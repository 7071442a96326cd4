//! Reusable machinery for recursive-descent parsers.
//!
//! This crate is deliberately grammar-agnostic: it supplies an
//! opcode-tagged token model, a lazy scanner that can read either a
//! binary intermediate-code stream or raw source text, a parser driver
//! with error recovery and resynchronization, and lexically-scoped
//! symbol tables — the machinery every hand-written recursive-descent
//! parser ends up building for itself, factored out so it doesn't have
//! to be rebuilt per grammar. What to do with a token once it's in hand
//! — which grammar rule it belongs to, what AST node it produces — is
//! left entirely to the caller.
//!
//! ## Layout
//!
//! - [`opcode`] — the opcode type, its category encoding, and the
//!   dictionary that maps spellings to opcodes.
//! - [`rule`] / [`language`] — named syntax rules and the language
//!   definition (dictionary + rules + case folding) that binds them.
//! - [`token`] / [`token_list`] — the token model and its binary
//!   encoding, and the lookback buffer a parser keeps.
//! - [`stream`] — the byte-stream abstraction scanners read from and
//!   write to.
//! - [`scanner`] — [`scanner::BinaryScanner`] (replays an
//!   intermediate-code stream) and [`scanner::source::SourceScanner`]
//!   (lexes source text), sharing one whitespace/line-ending
//!   consolidation policy.
//! - [`symbol`] / [`symbol_table`] / [`symbol_vector`] — declarations
//!   bound while parsing (name-keyed, scope-chained) versus recalled
//!   later from a stream (index-keyed).
//! - [`parser`] — the parser driver itself, in three layered capability
//!   sets: the base driver, syntax-rule-aware skipping
//!   ([`parser::language_aware`]), and scope-aware symbol binding
//!   ([`parser::symbol_aware`]).
//! - [`error`] / [`error_log`] — the crate's fatal-error type, and the
//!   `ErrorLog` collaborator a parser accumulates recoverable syntax
//!   errors through.

pub mod error;
pub mod error_log;
pub mod language;
pub mod opcode;
pub mod parser;
pub mod rule;
pub mod scanner;
pub mod stream;
pub mod symbol;
pub mod symbol_table;
pub mod symbol_vector;
pub mod token;
pub mod token_list;

pub use error::{Error, FatalError, Result};
pub use error_log::{DefaultErrorLog, ErrorLog};
pub use language::{CaseFolding, LanguageDefinition};
pub use opcode::{Opcode, OpcodeDict};
pub use parser::Parser;
pub use rule::{RuleId, RuleSet, SyntaxRule};
pub use scanner::{BinaryScanner, ScannerFlags};
pub use stream::{ByteStream, CursorStream, FileStream};
pub use symbol::{ScopeId, Symbol, SymbolCategory, SymbolHandle, GLOBAL_SCOPE, NO_SCOPE};
pub use symbol_table::SymbolTableVector;
pub use symbol_vector::SymbolVectorVector;
pub use token::{SymbolRef, Token, TokenKind};
pub use token_list::TokenList;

☆ ☆ ☆ ☆

In the entries above, the lines between the one holding "resynchronization, and lexically-scoped" and the one holding "spellings to opcodes.", inclusive, are to be printed exactly as written, and those alone.

### SOLUTION TO THE EXERCISE
//! with error recovery and resynchronization, and lexically-scoped
//! symbol tables — the machinery every hand-written recursive-descent
//! parser ends up building for itself, factored out so it doesn't have
//! to be rebuilt per grammar. What to do with a token once it's in hand
//! — which grammar rule it belongs to, what AST node it produces — is
//! left entirely to the caller.
//!
//! ## Layout
//!
//! - [`opcode`] — the opcode type, its category encoding, and the
//!   dictionary that maps spellings to opcodes.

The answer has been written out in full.